Stubborn or Stalwart, Bush Is Loath to Budge
Sunday, December 17, 2006
In the late 19th century, the queen of England sent the president of the United States a desk made from the timbers of a decommissioned ship, the HMS Resolute. Almost every occupant of the White House since then has made the Resolute his desk. Perhaps more than most, President Bush has taken its name to heart.
But now, as Bush rethinks his strategy in Iraq and approaches one of the most fateful moments of his presidency, he confronts difficult questions: At what point does determination to a cause become self-defeating folly? Can he change direction in a meaningful way without sacrificing principle?
For Bush, this is a tension that goes to the heart of his political identity and governing style. He captured and retained the presidency in part by portraying two successive Democratic opponents as finger-in-the-wind politicians without a core set of beliefs. The notion of bending to critics or even popular will cuts against his grain. Yet it is also true that at key moments in his career, Bush has been willing to abandon his position and shift gears dramatically.

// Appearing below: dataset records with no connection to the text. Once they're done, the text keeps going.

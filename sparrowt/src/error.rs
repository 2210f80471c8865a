//! Error handling module for the sparrowt CLI.
//!
//! This module provides custom error types using `thiserror` for structured
//! error handling throughout the application.

use std::path::PathBuf;

use thiserror::Error;

/// Main error type for the sparrowt CLI application.
#[derive(Error, Debug)]
pub enum SparrowtError {
    /// Error when the configuration is missing or malformed.
    #[error("Configuration error: {0}")]
    Config(String),

    /// Error when an input file cannot be read.
    #[error("Failed to read {}: {source}", path.display())]
    ReadFile {
        /// The file that could not be read.
        path: PathBuf,
        /// The underlying IO error.
        #[source]
        source: std::io::Error,
    },

    /// Error when input validation fails.
    #[error("Validation error: {0}")]
    Validation(String),

    /// Lexical errors were found by `check`.
    #[error("{0} lexical error(s) found")]
    LexicalErrors(usize),

    /// Error when IO operations fail.
    #[error("IO error: {0}")]
    Io(#[from] std::io::Error),

    /// Error when JSON serialization fails.
    #[error("JSON error: {0}")]
    Json(#[from] serde_json::Error),

    /// Error when a TOML configuration cannot be parsed.
    #[error("TOML error: {0}")]
    Toml(#[from] toml::de::Error),
}

/// Result type alias using SparrowtError.
pub type Result<T> = std::result::Result<T, SparrowtError>;
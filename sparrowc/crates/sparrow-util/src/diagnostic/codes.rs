//! Diagnostic codes for categorizing compiler errors and warnings.
//!
//! This module provides the [`DiagnosticCode`] type for uniquely identifying
//! diagnostic messages, enabling users to look up documentation and suppress
//! specific warnings.
//!
//! # Examples
//!
//! ```
//! use sparrow_util::diagnostic::DiagnosticCode;
//!
//! let code = DiagnosticCode::new("L", 3);
//! assert_eq!(code.prefix(), "L");
//! assert_eq!(code.number(), 3);
//! assert_eq!(code.as_str(), "L0003");
//! ```

use std::str::FromStr;

use crate::error::DiagnosticError;

/// A unique code identifying a diagnostic message
///
/// Diagnostic codes follow the format `{prefix}{number}` where:
/// - `prefix` names the phase: "L" for the lexer, "E"/"W" for generic errors
///   and warnings
/// - `number` is a 4-digit number (padded with zeros)
#[derive(Clone, Copy, PartialEq, Eq, Hash, PartialOrd, Ord)]
pub struct DiagnosticCode {
    /// The prefix (e.g., "L" for lexer)
    pub prefix: &'static str,
    /// The numeric identifier
    pub number: u32,
}

impl DiagnosticCode {
    /// Prefixes recognised by [`FromStr`].
    pub const KNOWN_PREFIXES: [&'static str; 3] = ["L", "E", "W"];

    /// Create a new diagnostic code
    #[inline]
    pub const fn new(prefix: &'static str, number: u32) -> Self {
        Self { prefix, number }
    }

    /// Get the prefix
    #[inline]
    pub const fn prefix(&self) -> &'static str {
        self.prefix
    }

    /// Get the numeric identifier
    #[inline]
    pub const fn number(&self) -> u32 {
        self.number
    }

    /// Get the full code string (e.g., "L0001")
    pub fn as_str(&self) -> String {
        format!("{}{:04}", self.prefix, self.number)
    }
}

impl FromStr for DiagnosticCode {
    type Err = DiagnosticError;

    /// Parses codes such as `L0013`. The numeric part may be unpadded.
    ///
    /// ```
    /// use sparrow_util::diagnostic::DiagnosticCode;
    ///
    /// let code: DiagnosticCode = "L0013".parse().unwrap();
    /// assert_eq!(code, DiagnosticCode::new("L", 13));
    /// assert!("L".parse::<DiagnosticCode>().is_err());
    /// ```
    fn from_str(s: &str) -> Result<Self, Self::Err> {
        let split = s
            .find(|c: char| c.is_ascii_digit())
            .ok_or_else(|| DiagnosticError::InvalidCode(s.to_string()))?;
        let (prefix, digits) = s.split_at(split);

        let number = digits
            .parse::<u32>()
            .map_err(|_| DiagnosticError::InvalidCode(s.to_string()))?;

        let prefix = Self::KNOWN_PREFIXES
            .iter()
            .copied()
            .find(|known| *known == prefix)
            .ok_or_else(|| DiagnosticError::UnknownPrefix {
                prefix: prefix.to_string(),
                code: s.to_string(),
            })?;

        Ok(Self::new(prefix, number))
    }
}

impl std::fmt::Debug for DiagnosticCode {
    fn fmt(&self, f: &mut std::fmt::Formatter<'_>) -> std::fmt::Result {
        write!(f, "DiagnosticCode({})", self.as_str())
    }
}

impl std::fmt::Display for DiagnosticCode {
    fn fmt(&self, f: &mut std::fmt::Formatter<'_>) -> std::fmt::Result {
        write!(f, "{}", self.as_str())
    }
}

No position has been more central to Bush's leadership than his decision to invade Iraq in 2003 and his unyielding defense of his conduct of the war ever since. But he went out of his way last week to give the appearance of a man genuinely seeking new ideas as he shuffled between the White House, the State Department and the Pentagon's ultra-secure "tank," and then delayed making a decision while he and his team debated the options.
"I think George W. Bush is a totally pragmatic politician," said former senator Alan K. Simpson (R-Wyo.), a member of the bipartisan Iraq Study Group, which recommended a new course. "He's going to do outreach. . . . He is a total realist. He knows that the solid, march-in-step Republicans, at least in the House, are gone. . . . Now his legacy depends on the national interest, not partisanship."
Others don't buy it. On its Web site last week, the Democratic National Committee said Bush could be "the most stubborn man on Earth" for not immediately embracing the study group's plan. Critics predicted that any new strategy he announces after the holidays will be little more than a dressed-up version of "stay the course." And a recent Washington Post-ABC News poll found that 66 percent of Americans do not think Bush is willing to change his policies in Iraq.
"I just don't believe that this president, with this vice president whispering in his ear every moment, is oriented to change," said retired Col. Larry Wilkerson, who was chief of staff to Secretary of State Colin L. Powell in Bush's first term. "And even if he were, I don't believe his administration is capable of implementing change."
Lawrence J. Korb, a former Pentagon official under President Ronald Reagan, agreed. "When it comes to Iraq, he has basically confused stubbornness with steadfastness," said Korb, who is now at the liberal Center for American Progress. "I think he believes that regardless of what other people say, if he simply stays the course, he'll be eventually proved right. But what he fails to see is the current course isn't working and he has options."
The perception of Bush as unusually stubborn has defined his tenure to some extent, much to the consternation of adversaries and sometimes even allies. But Bush was deeply influenced by the fate of his father, whose decision to break his no-new-taxes pledge as president helped doom his reelection. The lesson: Stick to decisions regardless of shifts in political winds.
The seemingly unshakeable confidence in the rightness of his positions has helped the current president weather political storms that might overwhelm others. For a man who presides over an unpopular war, just lost Congress and faces a final two years with constrained options, Bush gives little sign of self-pity. At holiday parties for friends and family in recent days, he has found himself bucking up others depressed by the turn in his political fortunes. "Don't worry, it's not as bad as it looks," he told one friend visiting the White House. "There's a lot we can get done."
The friend, who shared the private moments on the condition of anonymity, was struck by how upbeat Bush seemed. "But he's not a fool," the friend added. "He knows how bad all this is, trust me. There is some resignation that this is where he finds himself. I know he's got a lot of second thoughts about how he got there. Anybody would."
Bush decided a long time ago that expressing second thoughts publicly would be seen as a sign of weakness, according to some close to him. "I'm oftentimes asked about, 'Well, you're stubborn,' and all this," Bush told a group of conservative journalists in September. "If you believe in a strategy, in Washington, D.C., you've got to stick to that strategy, see? People want you to change. It's tactics that shift, but the strategic vision has not, and will not, shift."